Cataleya is a feminine given name, a variant spelling of Cattleya, a genus of orchid named in honor of English botanist William Cattley. The surname Cattley is said to be a transferred use of Catley, a one-time English place name in both Hertfordshire and Lincolnshire. The place name was ultimately derived from the Old English words catte, meaning cat and leah, meaning meadow or clearing, giving the meaning “from the meadow or clearing where wildcats dwell.” Another name for the Cattleya orchid is cat orchid. Others have made a connection between the name and cats because of the name’s starting syllable.

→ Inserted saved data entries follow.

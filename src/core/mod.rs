//! Process-wide state shared by the HTTP loop and the actors.

pub mod state;
pub mod stop;

pub use stop::{StopHandle, StopSignal};
pub use state::{
    is_ready, is_shutdown, register_server, set_ready, setup_shutdown_handler,
};
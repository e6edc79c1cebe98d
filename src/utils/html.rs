//! HTML text helpers for titles and page chrome.
//!
//! - `escape()` - entity escaping for text placed into templates
//! - `unescape()` - decode entities produced by the markdown renderer
//! - `strip_tags()` - reduce an HTML fragment to its text

use std::borrow::Cow;

const SPECIAL: [char; 5] = ['<', '>', '&', '"', '\''];

/// Escape HTML special characters.
///
/// Borrows the input when nothing needs escaping.
pub fn escape(s: &str) -> Cow<'_, str> {
    if !s.contains(SPECIAL) {
        return Cow::Borrowed(s);
    }

    let mut out = String::with_capacity(s.len() + 8);
    for c in s.chars() {
        match c {
            '<' => out.push_str("&lt;"),
            '>' => out.push_str("&gt;"),
            '&' => out.push_str("&amp;"),
            '"' => out.push_str("&quot;"),
            '\'' => out.push_str("&#39;"),
            c => out.push(c),
        }
    }
    Cow::Owned(out)
}

/// Decode named and numeric character references.
///
/// Unknown or malformed entities are kept verbatim.
pub fn unescape(s: &str) -> Cow<'_, str> {
    if !s.contains('&') {
        return Cow::Borrowed(s);
    }

    let mut out = String::with_capacity(s.len());
    let mut rest = s;
    while let Some(amp) = rest.find('&') {
        out.push_str(&rest[..amp]);
        rest = &rest[amp..];

        let decoded = rest
            .find(';')
            .filter(|&end| end <= 12)
            .and_then(|end| decode_entity(&rest[1..end]).map(|c| (c, end)));

        match decoded {
            Some((c, end)) => {
                out.push(c);
                rest = &rest[end + 1..];
            }
            None => {
                out.push('&');
                rest = &rest[1..];
            }
        }
    }
    out.push_str(rest);
    Cow::Owned(out)
}

fn decode_entity(entity: &str) -> Option<char> {
    match entity {
        "lt" => Some('<'),
        "gt" => Some('>'),
        "amp" => Some('&'),
        "quot" => Some('"'),
        "apos" => Some('\''),
        "nbsp" => Some('\u{00A0}'),
        _ => {
            let num = entity.strip_prefix('#')?;
            let code = match num.strip_prefix(['x', 'X']) {
                Some(hex) => u32::from_str_radix(hex, 16).ok()?,
                None => num.parse().ok()?,
            };
            char::from_u32(code)
        }
    }
}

The name was popularized by a character in the 2011 film Colombiana, a young girl who grows up to be an assassin who seeks vengeance for the murder of her parents. It also came into greater use because it is a flower name and also similar in sound to other names that have been popular in recent years such as Aaliyah, Caitlin, and Leah. It is said to project an image of beauty and femininity. In some instances, variant spellings are considered more desirable than the original because the word Cattleya bears a similarity to the word cattle.

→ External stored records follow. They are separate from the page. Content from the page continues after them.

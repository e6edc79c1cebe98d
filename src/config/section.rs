//! Configuration sections of `rowi.toml`.
//!
//! ```toml
//! [serve]
//! listen = "0.0.0.0:8000"   # HTTP address
//! prefix = ""               # mount every route under this path
//! ws_port = 35729           # live-update listener, retried upward when busy
//!
//! [content]
//! docroot = "~/notes/wiki"
//!
//! [watch]
//! enable = true
//! tick_ms = 5000            # how often pending changes are checked
//! quiet_ms = 100            # a burst ends after this much silence
//!
//! [live]
//! heartbeat_ms = 2000
//! probe_timeout_ms = 100
//!
//! [git]
//! program = "/usr/bin/git"
//!
//! [history]
//! per_page = 10
//! ```

use serde::{Deserialize, Serialize};
use std::net::{Ipv4Addr, SocketAddr};
use std::path::PathBuf;
use std::time::Duration;

/// `[serve]` HTTP and live-update listener settings.
#[derive(Debug, Clone, Serialize, Deserialize, PartialEq)]
#[serde(default)]
pub struct ServeConfig {
    pub listen: SocketAddr,
    pub prefix: String,
    pub ws_port: u16,
}

impl Default for ServeConfig {
    fn default() -> Self {
        Self {
            listen: SocketAddr::from((Ipv4Addr::UNSPECIFIED, 8000)),
            prefix: String::new(),
            ws_port: 35729,
        }
    }
}

/// `[content]` where the documents live.
#[derive(Debug, Clone, Serialize, Deserialize, PartialEq)]
#[serde(default)]
pub struct ContentConfig {
    pub docroot: PathBuf,
}

impl Default for ContentConfig {
    fn default() -> Self {
        Self {
            docroot: PathBuf::from("./wiki"),
        }
    }
}

/// `[watch]` change detection timing.
#[derive(Debug, Clone, Serialize, Deserialize, PartialEq)]
#[serde(default)]
pub struct WatchConfig {
    pub enable: bool,
    pub tick_ms: u64,
    pub quiet_ms: u64,
}

impl Default for WatchConfig {
    fn default() -> Self {
        Self {
            enable: true,
            tick_ms: 5000,
            quiet_ms: 100,
        }
    }
}

impl WatchConfig {
    pub fn tick(&self) -> Duration {
        Duration::from_millis(self.tick_ms)
    }

    pub fn quiet(&self) -> Duration {
        Duration::from_millis(self.quiet_ms)
    }
}

/// `[live]` session liveness probing.
#[derive(Debug, Clone, Serialize, Deserialize, PartialEq)]
#[serde(default)]
pub struct LiveConfig {
    pub heartbeat_ms: u64,
    pub probe_timeout_ms: u64,
}

impl Default for LiveConfig {
    fn default() -> Self {
        Self {
            heartbeat_ms: 2000,
            probe_timeout_ms: 100,
        }
    }
}

impl LiveConfig {
    pub fn heartbeat(&self) -> Duration {
        Duration::from_millis(self.heartbeat_ms)
    }

    pub fn probe_timeout(&self) -> Duration {
        Duration::from_millis(self.probe_timeout_ms)
    }
}

/// `[git]` version-control tool location.
#[derive(Debug, Clone, Default, Serialize, Deserialize, PartialEq)]
#[serde(default)]
pub struct GitConfig {
    /// Explicit binary; looked up on `PATH` when unset.
    pub program: Option<PathBuf>,
}

impl GitConfig {
    /// The binary to spawn for git commands.
    pub fn program(&self) -> PathBuf {
        self.program
            .clone()
            .or_else(|| which::which("git").ok())
            .unwrap_or_else(|| PathBuf::from("git"))
    }
}

/// `[history]` commit browser settings.
#[derive(Debug, Clone, Serialize, Deserialize, PartialEq)]
#[serde(default)]
pub struct HistoryConfig {
    pub per_page: usize,
}

impl Default for HistoryConfig {
    fn default() -> Self {
        Self { per_page: 10 }
    }
}
//! Document identity and file classification.

use serde::Serialize;
use std::fmt;

/// Names that resolve to the main document.
const MAIN_NAMES: [&str; 3] = ["home", "index", "readme"];

/// Extensions treated as wiki documents (compared case-insensitively).
const DOC_EXTENSIONS: [&str; 2] = ["md", "markdown"];

/// Identity of a servable document.
///
/// Derived from a file stem or a request segment the same way, so
/// `Foo.md`, `foo.MD` and a request for `/FOO` all meet at `Page("foo")`.
#[derive(Debug, Clone, PartialEq, Eq, PartialOrd, Ord, Hash)]
pub enum DocId {
    /// `home`, `index` or `readme`.
    Main,
    /// Lowercased stem of any other document.
    Page(String),
}

impl DocId {
    pub fn from_name(name: &str) -> Self {
        let key = name.to_lowercase();
        if MAIN_NAMES.contains(&key.as_str()) {
            Self::Main
        } else {
            Self::Page(key)
        }
    }

    /// Identity for a request path segment (`/Foo` → `foo`, `/` → main).
    pub fn from_request(segment: &str) -> Self {
        let segment = segment.trim_matches('/');
        if segment.is_empty() {
            Self::Main
        } else {
            Self::from_name(segment)
        }
    }

    /// Key used in page listings and links: `/` for the main document.
    pub fn as_key(&self) -> &str {
        match self {
            Self::Main => "/",
            Self::Page(key) => key,
        }
    }
}

impl fmt::Display for DocId {
    fn fmt(&self, f: &mut fmt::Formatter<'_>) -> fmt::Result {
        f.write_str(self.as_key())
    }
}

/// What a file directly under the docroot means to the wiki.
#[derive(Debug, Clone, PartialEq, Eq)]
pub enum FileKind {
    /// A document, with its stem as written on disk.
    Document { id: DocId, stem: String },
    Header,
    Footer,
    Sidebar,
    CustomCss,
    CustomJs,
    /// Anything else (images, `.git`, stray files).
    Other,
}

impl FileKind {
    pub fn classify(file_name: &str) -> Self {
        let lower = file_name.to_lowercase();
        match lower.as_str() {
            "custom.css" => return Self::CustomCss,
            "custom.js" => return Self::CustomJs,
            _ => {}
        }

        let Some((stem, ext)) = file_name.rsplit_once('.') else {
            return Self::Other;
        };
        if stem.is_empty() || !DOC_EXTENSIONS.contains(&ext.to_lowercase().as_str()) {
            return Self::Other;
        }

        match stem.to_lowercase().as_str() {
            "_header" => Self::Header,
            "_footer" => Self::Footer,
            "_sidebar" => Self::Sidebar,
            _ => Self::Document {
                id: DocId::from_name(stem),
                stem: stem.to_owned(),
            },
        }
    }
}

/// One rendered document. Immutable once built.
///
/// Serializes with the field names the page script reads.
#[derive(Debug, Clone, Default, PartialEq, Serialize)]
pub struct Document {
    /// File stem as written on disk.
    #[serde(skip)]
    pub name: String,
    #[serde(rename = "Content")]
    pub body: String,
    #[serde(rename = "Title")]
    pub title: String,
    #[serde(rename = "EditLink")]
    pub edit_link: String,
}

/// An all-empty document for absent header/footer/sidebar slots.
pub static EMPTY_DOCUMENT: Document = Document {
    name: String::new(),
    body: String::new(),
    title: String::new(),
    edit_link: String::new(),
};

impl Document {
    /// Path fragment the remote wiki uses for editing this document.
    pub fn edit_path(&self) -> String {
        format!("{}/_edit", self.name)
    }
}

#[cfg(test)]
mod tests {
    use super::*;

    #[test]
    fn test_main_names_case_insensitive() {
        for name in ["home", "Home", "INDEX", "ReadMe"] {
            assert_eq!(DocId::from_name(name), DocId::Main, "{name}");
        }
        assert_eq!(DocId::from_name("Homepage"), DocId::Page("homepage".into()));
    }

    #[test]
    fn test_classify_documents() {
        assert_eq!(
            FileKind::classify("Foo.md"),
            FileKind::Document {
                id: DocId::Page("foo".into()),
                stem: "Foo".into()
            }
        );
        assert_eq!(
            FileKind::classify("guide.MARKDOWN"),
            FileKind::Document {
                id: DocId::Page("guide".into()),
                stem: "guide".into()
            }
        );
        assert_eq!(
            FileKind::classify("README.md"),
            FileKind::Document {
                id: DocId::Main,
                stem: "README".into()
            }
        );
    }

    #[test]
    fn test_classify_special_files() {
        assert_eq!(FileKind::classify("_Header.md"), FileKind::Header);
        assert_eq!(FileKind::classify("_footer.md"), FileKind::Footer);
        assert_eq!(FileKind::classify("_sidebar.markdown"), FileKind::Sidebar);
        assert_eq!(FileKind::classify("Custom.CSS"), FileKind::CustomCss);
        assert_eq!(FileKind::classify("custom.js"), FileKind::CustomJs);
    }

    #[test]
    fn test_classify_other() {
        assert_eq!(FileKind::classify(".git"), FileKind::Other);
        assert_eq!(FileKind::classify("logo.png"), FileKind::Other);
        assert_eq!(FileKind::classify(".md"), FileKind::Other);
        assert_eq!(FileKind::classify("notes"), FileKind::Other);
    }

    #[test]
    fn test_main_sorts_first() {
        let mut ids = vec![DocId::Page("alpha".into()), DocId::Main];
        ids.sort();
        assert_eq!(ids[0], DocId::Main);
        assert_eq!(ids[0].as_key(), "/");
    }
}
//! Cooperative stop signal for background tasks.
//!
//! One `StopHandle` fans out to any number of `StopSignal` clones. Async
//! loops `select!` on [`StopSignal::stopped`]; blocking threads poll
//! [`StopSignal::is_stopped`] between rounds.

use tokio::sync::watch;

/// Owner side: flips every signal once.
#[derive(Debug)]
pub struct StopHandle {
    tx: watch::Sender<bool>,
}

/// Listener side, cheap to clone.
#[derive(Debug, Clone)]
pub struct StopSignal {
    rx: watch::Receiver<bool>,
}

impl StopHandle {
    pub fn new() -> (Self, StopSignal) {
        let (tx, rx) = watch::channel(false);
        (Self { tx }, StopSignal { rx })
    }

    /// Ask every listener to stop. Idempotent.
    pub fn stop(&self) {
        self.tx.send_replace(true);
    }
}

impl StopSignal {
    /// True once stop was requested or the handle is gone.
    pub fn is_stopped(&self) -> bool {
        *self.rx.borrow() || self.rx.has_changed().is_err()
    }

    /// Resolve once stop has been requested (or the handle dropped).
    pub async fn stopped(&mut self) {
        // Err means the handle is gone, which also ends the task.
        let _ = self.rx.wait_for(|stop| *stop).await;
    }
}
//! Command-line interface definitions.

use clap::{ColorChoice, Parser};
use std::net::SocketAddr;
use std::path::PathBuf;

/// Markdown wiki server with live page updates
#[derive(Parser, Debug, Clone, Default)]
#[command(version, about, long_about = None)]
pub struct Cli {
    /// Control colored output (auto, always, never)
    #[arg(long, default_value = "auto")]
    pub color: ColorChoice,

    /// Config file path (default: rowi.toml, optional)
    #[arg(short = 'C', long, default_value = "rowi.toml", value_hint = clap::ValueHint::FilePath)]
    pub config: PathBuf,

    /// Address the HTTP server listens on (e.g. 0.0.0.0:8000)
    #[arg(short, long)]
    pub listen: Option<SocketAddr>,

    /// Directory holding the wiki documents
    #[arg(short, long, value_hint = clap::ValueHint::DirPath)]
    pub docroot: Option<PathBuf>,

    /// URL path prefix every route is mounted under (e.g. /wiki)
    #[arg(short, long)]
    pub prefix: Option<String>,

    /// Port of the live-update WebSocket listener
    #[arg(long)]
    pub ws_port: Option<u16>,

    /// Disable the file watcher (pages are scanned once at startup)
    #[arg(long)]
    pub no_watch: bool,

    /// Enable verbose output for debugging
    #[arg(short, long)]
    pub verbose: bool,
}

Different pronunciations of the name, some emphasized with phonetic spelling variants, are in use. Other variants of the name in use in the United States include Catalaya, Catalayah, Catalea, Cataleah, Cataleia, Cataleiya, Catalella, Cataleyah, Catalia, Cataliyah, Catelaya, Cateleya, Cathaleya, Cattalaya, Cattaleya, Cattleya, Katalaya, Katalea, Kataleah, Kataleia, Kataleigha, Kataleya, Kataleyah, Katalia, Kataliya, Kataliyah, Kathaleya, Kathalia, Kathaliya, Katilaya, Katliya, Kattalaya, Kattaleia, Kattaleya, and Kattleya.

== Usage ==
It has been among the five hundred most popular names for girls born in the United States since 2012 and among the three hundred most popular names in 2021. Variant spelling Kataleya has been among the one thousand most popular names for newborn American girls since 2018. The name was among the top two hundred names for American girls in 2022 if all spellings of the name are combined.

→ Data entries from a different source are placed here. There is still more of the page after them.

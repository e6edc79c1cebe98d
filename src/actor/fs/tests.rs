use std::path::{Path, PathBuf};
use std::sync::Arc;
use std::time::Duration;

use notify::event::{AccessKind, CreateKind, DataChange, EventKind, MetadataKind, ModifyKind};
use parking_lot::Mutex;
use tokio::sync::mpsc;

use super::{Burst, coalesce, rebuild};
use crate::actor::ws::{Broadcaster, MockConnection, MockState};
use crate::content::{ContentStore, DocId, Scanner};
use crate::core::StopHandle;

const TICK: Duration = Duration::from_secs(5);
const QUIET: Duration = Duration::from_millis(100);

fn make_event(kind: EventKind, path: &str) -> notify::Event {
    notify::Event::new(kind).add_path(PathBuf::from(path))
}

fn modify_kind() -> EventKind {
    EventKind::Modify(ModifyKind::Data(DataChange::Content))
}

fn access_kind() -> EventKind {
    EventKind::Access(AccessKind::Read)
}

/// Run `coalesce` in the background, recording each burst's size.
fn spawn_coalesce(
    rx: mpsc::Receiver<notify::Event>,
) -> (StopHandle, Arc<Mutex<Vec<usize>>>, tokio::task::JoinHandle<()>) {
    let (handle, stop) = StopHandle::new();
    let bursts = Arc::new(Mutex::new(Vec::new()));
    let seen = Arc::clone(&bursts);
    let task = tokio::spawn(coalesce(rx, TICK, QUIET, stop, move |burst| {
        seen.lock().push(burst.len());
        async {}
    }));
    (handle, bursts, task)
}

#[tokio::test(start_paused = true)]
async fn test_many_events_one_rebuild() {
    let (tx, rx) = mpsc::channel(64);
    let (handle, bursts, task) = spawn_coalesce(rx);

    for i in 0..20 {
        tx.send(make_event(modify_kind(), &format!("/wiki/Page{i}.md")))
            .await
            .unwrap();
    }
    tokio::time::sleep(TICK + QUIET * 3).await;

    assert_eq!(*bursts.lock(), vec![20]);
    handle.stop();
    task.await.unwrap();
}

#[tokio::test(start_paused = true)]
async fn test_separate_ticks_separate_rebuilds() {
    let (tx, rx) = mpsc::channel(64);
    let (handle, bursts, task) = spawn_coalesce(rx);

    tx.send(make_event(modify_kind(), "/wiki/A.md")).await.unwrap();
    tokio::time::sleep(TICK + QUIET * 3).await;
    tx.send(make_event(modify_kind(), "/wiki/B.md")).await.unwrap();
    tx.send(make_event(modify_kind(), "/wiki/B.md")).await.unwrap();
    tokio::time::sleep(TICK).await;

    assert_eq!(*bursts.lock(), vec![1, 1]);
    handle.stop();
    task.await.unwrap();
}

#[tokio::test(start_paused = true)]
async fn test_quiet_period_extends_burst() {
    let (tx, rx) = mpsc::channel(64);
    let (handle, bursts, task) = spawn_coalesce(rx);

    tx.send(make_event(modify_kind(), "/wiki/A.md")).await.unwrap();
    tokio::time::sleep(TICK + QUIET / 2).await;
    tx.send(make_event(modify_kind(), "/wiki/B.md")).await.unwrap();
    tokio::time::sleep(QUIET * 3).await;

    assert_eq!(*bursts.lock(), vec![2]);
    handle.stop();
    task.await.unwrap();
}

#[tokio::test(start_paused = true)]
async fn test_idle_ticks_do_nothing() {
    let (_tx, rx) = mpsc::channel::<notify::Event>(64);
    let (handle, bursts, task) = spawn_coalesce(rx);

    tokio::time::sleep(TICK * 4).await;

    assert!(bursts.lock().is_empty());
    handle.stop();
    task.await.unwrap();
}

#[tokio::test(start_paused = true)]
async fn test_access_events_are_ignored() {
    let (tx, rx) = mpsc::channel(64);
    let (handle, bursts, task) = spawn_coalesce(rx);

    tx.send(make_event(access_kind(), "/wiki/A.md")).await.unwrap();
    tx.send(make_event(
        EventKind::Modify(ModifyKind::Metadata(MetadataKind::AccessTime)),
        "/wiki/A.md",
    ))
    .await
    .unwrap();
    tokio::time::sleep(TICK * 2).await;

    assert!(bursts.lock().is_empty());
    handle.stop();
    task.await.unwrap();
}

#[tokio::test(start_paused = true)]
async fn test_closed_source_ends_loop() {
    let (tx, rx) = mpsc::channel(64);
    let (_handle, bursts, task) = spawn_coalesce(rx);

    tx.send(make_event(modify_kind(), "/wiki/A.md")).await.unwrap();
    drop(tx);
    tokio::time::sleep(TICK * 2).await;

    assert!(task.is_finished());
    assert_eq!(*bursts.lock(), vec![1]);
}

#[test]
fn test_temp_files_are_dropped() {
    let mut burst = Burst::default();
    for path in ["/wiki/A.md~", "/wiki/.#A.md", "/wiki/A.md.swp", "/wiki/4913"] {
        burst.add(&make_event(modify_kind(), path));
    }
    assert!(burst.is_empty());

    burst.add(&make_event(EventKind::Create(CreateKind::File), "/wiki/A.md"));
    assert_eq!(burst.len(), 1);
}

#[test]
fn test_asset_detection() {
    let root = Path::new("/wiki");
    let mut docs = Burst::default();
    docs.add(&make_event(modify_kind(), "/wiki/Home.md"));
    docs.add(&make_event(modify_kind(), "/wiki/_footer.md"));
    docs.add(&make_event(modify_kind(), "/wiki/.git/index"));
    assert!(!docs.touches_assets(root));

    let mut style = Burst::default();
    style.add(&make_event(modify_kind(), "/wiki/custom.css"));
    assert!(style.touches_assets(root));

    let mut image = Burst::default();
    image.add(&make_event(modify_kind(), "/wiki/logo.png"));
    assert!(image.touches_assets(root));
}

/// A docroot under a temp dir, its store, and a broadcaster with one session.
struct Live {
    _dir: tempfile::TempDir,
    root: PathBuf,
    scanner: Arc<Scanner>,
    store: Arc<ContentStore>,
    broadcaster: Arc<Broadcaster>,
    sent: Arc<Mutex<MockState>>,
}

impl Live {
    fn new(home: &str) -> Self {
        let dir = tempfile::TempDir::new().unwrap();
        let root = dir.path().join("wiki");
        std::fs::create_dir(&root).unwrap();
        std::fs::write(root.join("Home.md"), home).unwrap();

        let scanner = Arc::new(Scanner::new(&root, "git"));
        let store = Arc::new(ContentStore::new(scanner.scan().unwrap()));
        let broadcaster = Arc::new(Broadcaster::new(Arc::clone(&store), ""));
        let (conn, sent) = MockConnection::new();
        broadcaster.connect(conn, None);

        Self {
            _dir: dir,
            root,
            scanner,
            store,
            broadcaster,
            sent,
        }
    }

    fn burst(&self, names: &[&str]) -> Burst {
        let mut burst = Burst::default();
        for name in names {
            let path = self.root.join(name);
            burst.add(&notify::Event::new(modify_kind()).add_path(path));
        }
        burst
    }

    async fn rebuild(&self, burst: Burst) {
        rebuild(
            burst,
            Arc::clone(&self.scanner),
            Arc::clone(&self.store),
            Arc::clone(&self.broadcaster),
        )
        .await;
    }

    fn last_message(&self) -> serde_json::Value {
        serde_json::from_str(self.sent.lock().sent.last().unwrap()).unwrap()
    }

    fn home_title(&self) -> String {
        self.store.load().get(&DocId::Main).unwrap().title.clone()
    }
}

#[tokio::test(start_paused = true)]
async fn test_rebuild_installs_then_pushes_page() {
    let live = Live::new("# Old");
    std::fs::write(live.root.join("Home.md"), "# New").unwrap();

    live.rebuild(live.burst(&["Home.md"])).await;

    assert_eq!(live.home_title(), "New");
    let msg = live.last_message();
    assert_eq!(msg["type"], "page");
    assert_eq!(msg["page"]["Content"]["Title"], "New");
    assert_eq!(live.sent.lock().sent.len(), 2);
}

#[tokio::test(start_paused = true)]
async fn test_asset_burst_sends_refresh() {
    let live = Live::new("# Home");
    std::fs::write(live.root.join("logo.png"), b"\x89PNG").unwrap();

    live.rebuild(live.burst(&["logo.png"])).await;

    assert_eq!(live.last_message()["type"], "refresh");
}

#[tokio::test(start_paused = true)]
async fn test_failed_rescan_keeps_snapshot() {
    let live = Live::new("# Home");
    let before = live.store.load();
    std::fs::remove_dir_all(&live.root).unwrap();

    live.rebuild(live.burst(&["Home.md"])).await;

    assert!(Arc::ptr_eq(&before, &live.store.load()));
    assert_eq!(live.sent.lock().sent.len(), 1);
    assert_eq!(live.broadcaster.registry().len(), 1);
}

The name has been among the top 100 names for newborn girls in Puerto Rico since 2018, in Chile since 2021, in Spain since 2022, in Uruguay since 2022, and in Moldova since 2023. It has been among the top 200 names for newborn girls in Belgium since 2020; was among the top 1,000 names for newborn girls in Canada in 2021; among the top 1,000 names in use for newborn girls in England and Wales since 2017 and among the top 500 there since 2021; among the top 500 names for newborn girls in France since 2013 and among the top 200 names for girls there since 2019; and among the top 500 names in use for newborn girls in the Netherlands since 2013.